__Task objective__
Please state how many lines in the records below contain the word "that"; the answer should be a number and nothing else.

━━━ Record excerpts

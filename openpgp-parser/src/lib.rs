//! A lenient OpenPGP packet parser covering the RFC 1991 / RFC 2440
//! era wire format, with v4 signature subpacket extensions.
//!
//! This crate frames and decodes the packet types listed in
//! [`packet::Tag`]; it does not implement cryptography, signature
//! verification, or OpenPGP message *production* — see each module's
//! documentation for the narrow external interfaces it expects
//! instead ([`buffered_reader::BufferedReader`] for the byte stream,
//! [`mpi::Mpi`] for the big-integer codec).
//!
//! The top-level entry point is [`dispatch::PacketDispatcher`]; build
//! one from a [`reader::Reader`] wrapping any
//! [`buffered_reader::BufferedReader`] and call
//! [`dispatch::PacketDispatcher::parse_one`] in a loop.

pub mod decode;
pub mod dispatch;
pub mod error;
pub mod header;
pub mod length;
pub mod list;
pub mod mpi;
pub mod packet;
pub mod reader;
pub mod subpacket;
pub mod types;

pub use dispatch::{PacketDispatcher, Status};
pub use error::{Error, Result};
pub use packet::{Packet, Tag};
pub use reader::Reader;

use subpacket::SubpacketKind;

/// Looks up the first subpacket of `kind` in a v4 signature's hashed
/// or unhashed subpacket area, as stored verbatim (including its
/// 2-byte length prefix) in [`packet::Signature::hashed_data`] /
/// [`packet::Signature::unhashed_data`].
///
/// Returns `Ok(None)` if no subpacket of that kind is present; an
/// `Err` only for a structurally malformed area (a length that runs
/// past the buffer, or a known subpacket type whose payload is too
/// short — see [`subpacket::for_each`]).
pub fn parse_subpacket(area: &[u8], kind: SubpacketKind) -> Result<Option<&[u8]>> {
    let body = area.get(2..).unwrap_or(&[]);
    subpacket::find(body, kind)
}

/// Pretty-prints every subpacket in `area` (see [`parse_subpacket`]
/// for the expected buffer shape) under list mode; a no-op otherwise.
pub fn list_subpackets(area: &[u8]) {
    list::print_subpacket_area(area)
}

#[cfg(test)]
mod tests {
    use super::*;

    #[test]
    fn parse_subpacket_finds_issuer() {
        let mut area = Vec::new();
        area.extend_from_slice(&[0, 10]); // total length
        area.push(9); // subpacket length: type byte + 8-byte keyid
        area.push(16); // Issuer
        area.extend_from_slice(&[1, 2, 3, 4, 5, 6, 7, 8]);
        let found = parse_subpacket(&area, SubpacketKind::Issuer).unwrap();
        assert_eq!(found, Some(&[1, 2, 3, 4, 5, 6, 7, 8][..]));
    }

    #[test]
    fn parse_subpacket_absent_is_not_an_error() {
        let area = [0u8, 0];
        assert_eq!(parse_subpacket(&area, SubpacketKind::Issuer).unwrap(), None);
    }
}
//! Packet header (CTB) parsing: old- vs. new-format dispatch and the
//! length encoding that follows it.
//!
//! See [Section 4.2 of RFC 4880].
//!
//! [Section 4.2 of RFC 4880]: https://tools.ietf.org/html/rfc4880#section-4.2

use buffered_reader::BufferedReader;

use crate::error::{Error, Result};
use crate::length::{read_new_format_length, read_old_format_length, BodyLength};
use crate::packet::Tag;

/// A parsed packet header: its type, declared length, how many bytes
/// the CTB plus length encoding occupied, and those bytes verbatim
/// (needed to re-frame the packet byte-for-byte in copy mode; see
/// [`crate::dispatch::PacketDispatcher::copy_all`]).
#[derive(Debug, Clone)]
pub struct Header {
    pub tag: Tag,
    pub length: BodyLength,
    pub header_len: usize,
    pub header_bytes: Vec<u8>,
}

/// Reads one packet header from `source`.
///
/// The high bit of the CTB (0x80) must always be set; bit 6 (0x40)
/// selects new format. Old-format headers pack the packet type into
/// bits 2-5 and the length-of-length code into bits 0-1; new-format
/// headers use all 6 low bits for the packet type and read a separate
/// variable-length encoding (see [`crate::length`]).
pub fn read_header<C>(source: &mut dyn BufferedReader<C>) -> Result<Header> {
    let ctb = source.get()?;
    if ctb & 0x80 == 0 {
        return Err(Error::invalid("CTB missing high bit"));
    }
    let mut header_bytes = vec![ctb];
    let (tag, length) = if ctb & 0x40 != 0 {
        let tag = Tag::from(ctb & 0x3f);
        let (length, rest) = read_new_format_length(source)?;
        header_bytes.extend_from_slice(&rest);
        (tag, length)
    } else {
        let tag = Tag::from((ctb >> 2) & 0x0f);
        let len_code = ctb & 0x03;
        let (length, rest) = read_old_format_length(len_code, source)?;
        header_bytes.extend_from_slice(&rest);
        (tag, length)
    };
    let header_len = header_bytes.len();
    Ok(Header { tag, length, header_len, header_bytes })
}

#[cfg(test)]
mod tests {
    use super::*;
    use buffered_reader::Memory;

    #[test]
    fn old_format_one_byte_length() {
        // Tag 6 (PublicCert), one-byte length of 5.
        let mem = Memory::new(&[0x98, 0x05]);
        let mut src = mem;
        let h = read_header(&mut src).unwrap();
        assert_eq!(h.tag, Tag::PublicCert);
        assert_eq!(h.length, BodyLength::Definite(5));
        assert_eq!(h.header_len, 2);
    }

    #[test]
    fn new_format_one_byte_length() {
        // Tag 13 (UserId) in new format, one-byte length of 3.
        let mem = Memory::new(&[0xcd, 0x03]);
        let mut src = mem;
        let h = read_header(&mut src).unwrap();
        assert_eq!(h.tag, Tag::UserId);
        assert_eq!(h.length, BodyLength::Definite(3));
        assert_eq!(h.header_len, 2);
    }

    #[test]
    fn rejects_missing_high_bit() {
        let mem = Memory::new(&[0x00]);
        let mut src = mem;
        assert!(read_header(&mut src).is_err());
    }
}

━━━━━━

__Task solution__
3